Removing iron and manganese from a water supply is not as straight forward as other treatment methods; treatment is dependent on some or all of the following things:
- Amount and type of iron: There are three main types of iron in water, Ferrous Iron, Ferric Iron and bacterial iron all of which require differing treatment methods to remove them.
- Other chemical and mineral parameters in the water: Sometimes the chemical or mineral composition of the water won’t allow the iron removal system to work effectively so one or more treatment methods may be required in addition to the iron removal unit.
Iron, which is found in both the ferrous (Fe2+) and ferric (Fe3+) state, is the fourth most abundant element in the earth’s crust. Under reducing conditions in water, the mobile ferrous ion is present but upon exposure to air, it is oxidized to the less mobile form and precipitated as the ferric ion.
Concentrations of iron in aerated surface waters are usually less than 0.5 mg/L but can be substantially greater in groundwater. Few adverse effects are attributable to the presence of iron. In water, iron can discolor cloths, plumbing fixtures, and cause scaling which encrusts pipes. Excessive concentrations may also promote bacterial activity in pipes. Iron is however highly objectionable for drinking water because of its bittersweet astringent taste.

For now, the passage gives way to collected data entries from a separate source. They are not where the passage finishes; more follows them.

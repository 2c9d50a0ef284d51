//! Compression detection and lazy decoding.

use std::io;
use std::pin::Pin;
use std::task::{Context, Poll};

use async_compression::tokio::bufread::{
    BzDecoder, DeflateDecoder, GzipDecoder, XzDecoder, ZstdDecoder,
};
use crc32fast::Hasher as Crc32;
use tokio::io::{AsyncRead, AsyncReadExt, BufReader, ReadBuf};

use crate::{ReadError, ReadResult};

/// Compression applied to the input bytes.
#[derive(Debug, Clone, Copy, PartialEq, Eq, Default)]
pub enum Compression {
    /// Pass bytes through unmodified.
    None,
    Gzip,
    Bz2,
    /// Single-entry zip archive (stored or deflate).
    Zip,
    Xz,
    Zstd,
    /// Choose by file-name suffix.
    #[default]
    Infer,
}

impl Compression {
    /// Resolve `Infer` against a file name; explicit codecs win unchanged.
    pub fn resolve(self, name_hint: &str) -> Compression {
        if self != Compression::Infer {
            return self;
        }
        if name_hint.ends_with(".gz") {
            Compression::Gzip
        } else if name_hint.ends_with(".bz2") {
            Compression::Bz2
        } else if name_hint.ends_with(".zip") {
            Compression::Zip
        } else if name_hint.ends_with(".xz") {
            Compression::Xz
        } else if name_hint.ends_with(".zst") {
            Compression::Zstd
        } else {
            Compression::None
        }
    }
}

/// Wrap `raw` so the returned reader yields decompressed bytes. Decoding is
/// lazy: no codec pulls more of the underlying stream than its consumer asks
/// for.
pub(crate) async fn wrap<R>(
    raw: R,
    compression: Compression,
    name_hint: &str,
) -> ReadResult<Box<dyn AsyncRead + Unpin + Send>>
where
    R: AsyncRead + Unpin + Send + 'static,
{
    // Larger buffer reduces syscalls and, for remote sources, read churn.
    let buf = BufReader::with_capacity(1 << 20, raw);
    Ok(match compression.resolve(name_hint) {
        Compression::None | Compression::Infer => Box::new(buf),
        Compression::Gzip => Box::new(DecodeGuard::new(GzipDecoder::new(buf), "gzip")),
        Compression::Bz2 => Box::new(DecodeGuard::new(BzDecoder::new(buf), "bz2")),
        Compression::Xz => Box::new(DecodeGuard::new(XzDecoder::new(buf), "xz")),
        Compression::Zstd => Box::new(DecodeGuard::new(ZstdDecoder::new(buf), "zstd")),
        Compression::Zip => zip_entry(buf).await?,
    })
}

/// Re-labels decoder corruption so magic-byte mismatches surface as
/// `ReadError::Decode` with the codec name instead of a bare I/O error.
struct DecodeGuard<R> {
    inner: R,
    codec: &'static str,
}

impl<R> DecodeGuard<R> {
    fn new(inner: R, codec: &'static str) -> Self {
        Self { inner, codec }
    }
}

impl<R: AsyncRead + Unpin> AsyncRead for DecodeGuard<R> {
    fn poll_read(
        mut self: Pin<&mut Self>,
        cx: &mut Context<'_>,
        buf: &mut ReadBuf<'_>,
    ) -> Poll<io::Result<()>> {
        let codec = self.codec;
        match Pin::new(&mut self.inner).poll_read(cx, buf) {
            Poll::Ready(Err(err))
                if err.kind() == io::ErrorKind::InvalidData
                    && err.get_ref().map_or(true, |e| !e.is::<ReadError>()) =>
            {
                Poll::Ready(Err(ReadError::Decode {
                    codec,
                    message: err.to_string(),
                }
                .into_io()))
            }
            other => other,
        }
    }
}

const ZIP_LOCAL_MAGIC: [u8; 4] = [0x50, 0x4b, 0x03, 0x04];
const ZIP_FLAG_DATA_DESCRIPTOR: u16 = 1 << 3;
const ZIP_METHOD_STORED: u16 = 0;
const ZIP_METHOD_DEFLATE: u16 = 8;

fn zip_err(message: impl Into<String>) -> ReadError {
    ReadError::Decode {
        codec: "zip",
        message: message.into(),
    }
}

/// Stream the first entry of a zip archive: parse the local file header,
/// then yield the stored or raw-deflate body. The central directory sits
/// after the entry and is never read.
async fn zip_entry<R>(mut input: BufReader<R>) -> ReadResult<Box<dyn AsyncRead + Unpin + Send>>
where
    R: AsyncRead + Unpin + Send + 'static,
{
    let mut header = [0u8; 30];
    input
        .read_exact(&mut header)
        .await
        .map_err(|err| zip_err(format!("local header: {err}")))?;
    if header[..4] != ZIP_LOCAL_MAGIC {
        return Err(zip_err("bad local header magic"));
    }
    let flags = u16::from_le_bytes([header[6], header[7]]);
    let method = u16::from_le_bytes([header[8], header[9]]);
    let crc = u32::from_le_bytes([header[14], header[15], header[16], header[17]]);
    let compressed_size = u32::from_le_bytes([header[18], header[19], header[20], header[21]]) as u64;
    let name_len = u16::from_le_bytes([header[26], header[27]]) as usize;
    let extra_len = u16::from_le_bytes([header[28], header[29]]) as usize;

    let mut skip = vec![0u8; name_len + extra_len];
    input
        .read_exact(&mut skip)
        .await
        .map_err(|err| zip_err(format!("entry name: {err}")))?;

    // With the data-descriptor flag set, sizes and CRC in the header are
    // zero and only known after the body; skip verification then.
    let expected_crc = if flags & ZIP_FLAG_DATA_DESCRIPTOR == 0 {
        Some(crc)
    } else {
        None
    };

    match method {
        ZIP_METHOD_STORED => {
            if flags & ZIP_FLAG_DATA_DESCRIPTOR != 0 {
                return Err(zip_err("stored entry without a known size"));
            }
            Ok(Box::new(CrcReader::new(
                input.take(compressed_size),
                expected_crc,
            )))
        }
        ZIP_METHOD_DEFLATE => {
            // Bound the decoder to the entry body so it cannot run into the
            // central directory; without sizes the deflate stream terminates
            // itself.
            let body: Box<dyn AsyncRead + Unpin + Send> =
                if flags & ZIP_FLAG_DATA_DESCRIPTOR == 0 {
                    Box::new(input.take(compressed_size))
                } else {
                    Box::new(input)
                };
            let decoder = DecodeGuard::new(DeflateDecoder::new(BufReader::new(body)), "zip");
            Ok(Box::new(CrcReader::new(decoder, expected_crc)))
        }
        other => Err(zip_err(format!("unsupported compression method {other}"))),
    }
}

/// Verifies the entry CRC32 once the body has been fully read.
struct CrcReader<R> {
    inner: R,
    hasher: Crc32,
    expected: Option<u32>,
    checked: bool,
}

impl<R> CrcReader<R> {
    fn new(inner: R, expected: Option<u32>) -> Self {
        Self {
            inner,
            hasher: Crc32::new(),
            expected,
            checked: false,
        }
    }
}

impl<R: AsyncRead + Unpin> AsyncRead for CrcReader<R> {
    fn poll_read(
        mut self: Pin<&mut Self>,
        cx: &mut Context<'_>,
        buf: &mut ReadBuf<'_>,
    ) -> Poll<io::Result<()>> {
        let before = buf.filled().len();
        let this = &mut *self;
        match Pin::new(&mut this.inner).poll_read(cx, buf) {
            Poll::Ready(Ok(())) => {
                let filled = &buf.filled()[before..];
                if !filled.is_empty() {
                    this.hasher.update(filled);
                } else if !this.checked {
                    this.checked = true;
                    if let Some(expected) = this.expected {
                        let actual = std::mem::take(&mut this.hasher).finalize();
                        if actual != expected {
                            return Poll::Ready(Err(zip_err(format!(
                                "entry crc mismatch: expected {expected:#010x}, got {actual:#010x}"
                            ))
                            .into_io()));
                        }
                    }
                }
                Poll::Ready(Ok(()))
            }
            other => other,
        }
    }
}

#[cfg(test)]
mod tests {
    use super::*;

    #[test]
    fn infers_codec_from_suffix() {
        assert_eq!(
            Compression::Infer.resolve("tips.csv.gz"),
            Compression::Gzip
        );
        assert_eq!(
            Compression::Infer.resolve("tips.csv.bz2"),
            Compression::Bz2
        );
        assert_eq!(
            Compression::Infer.resolve("tips.csv.zip"),
            Compression::Zip
        );
        assert_eq!(Compression::Infer.resolve("tips.csv.xz"), Compression::Xz);
        assert_eq!(
            Compression::Infer.resolve("tips.csv.zst"),
            Compression::Zstd
        );
        assert_eq!(Compression::Infer.resolve("tips.csv"), Compression::None);
        assert_eq!(Compression::Infer.resolve(""), Compression::None);
    }

    #[test]
    fn explicit_codec_overrides_suffix() {
        assert_eq!(Compression::Gzip.resolve("tips.csv.bz2"), Compression::Gzip);
        assert_eq!(Compression::None.resolve("tips.csv.gz"), Compression::None);
    }
}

Manganese is similar to iron in its chemical behavior and is frequently found in association with iron. Manganese is not usually present in appreciable concentrations in surface water. It seldom reaches concentrations of 1.0 mg/L in natural surface waters and is usually present in quantities of 0.2 mg/L or less. Higher levels may be found in ground waters, deep lakes, and reservoirs. Problems attributed by manganese are not considered to be health related, but rather aesthetic and economic in nature.Concentrations in excess of 0.2 mg/L may make water distasteful to drink.An objective of less than 0.01 mg/L has been recommended to minimize dark brown or black stains on fabrics and porcelain.
Iron & Manganese Oxidation
Iron is oxidized from water extremely fast, however, little manganese oxidation occurs at low ozone dosages. Manganese oxidation (Mn2+ MnO2) requires more oxidation power than the conversion of Fe2+ Fe (OH)3, therefore, only after the reduced iron is oxidized does the oxidation of Manganese begin. One can readily oxidize iron in groundwater and water of low organic content. Ozone has extremely fast kinetics when it comes in contact with Fe. Basically 0.43O3/mg Fe and 0.88O3/mg Fe is needed. The presence of organic material inhibits removal of iron and manganese. So you have to get rid of the organics before you start oxidizing the manganese. This can be accomplished by using an acid pH of 5. Ozone oxidizes most of the iron and turns it into vary stable iron complexes. Manganese oxidation is most effective around a pH level of 8 Oxidation of metals such as iron and manganese is quick and efficient over a wide pH range. Iron in the ferrous state will be rapidly oxidized by ozone to the ferric state whereby gelatinous ferric hydroxide will precipitate. Soluble manganate occurs in the divalent form and will be oxidized by ozone to the tetravalent form also very rapidly. Tetravalent manganese hydrolyzes, and it will produce insoluble manganese oxydehydroxide which can be precipitated over a filter bed.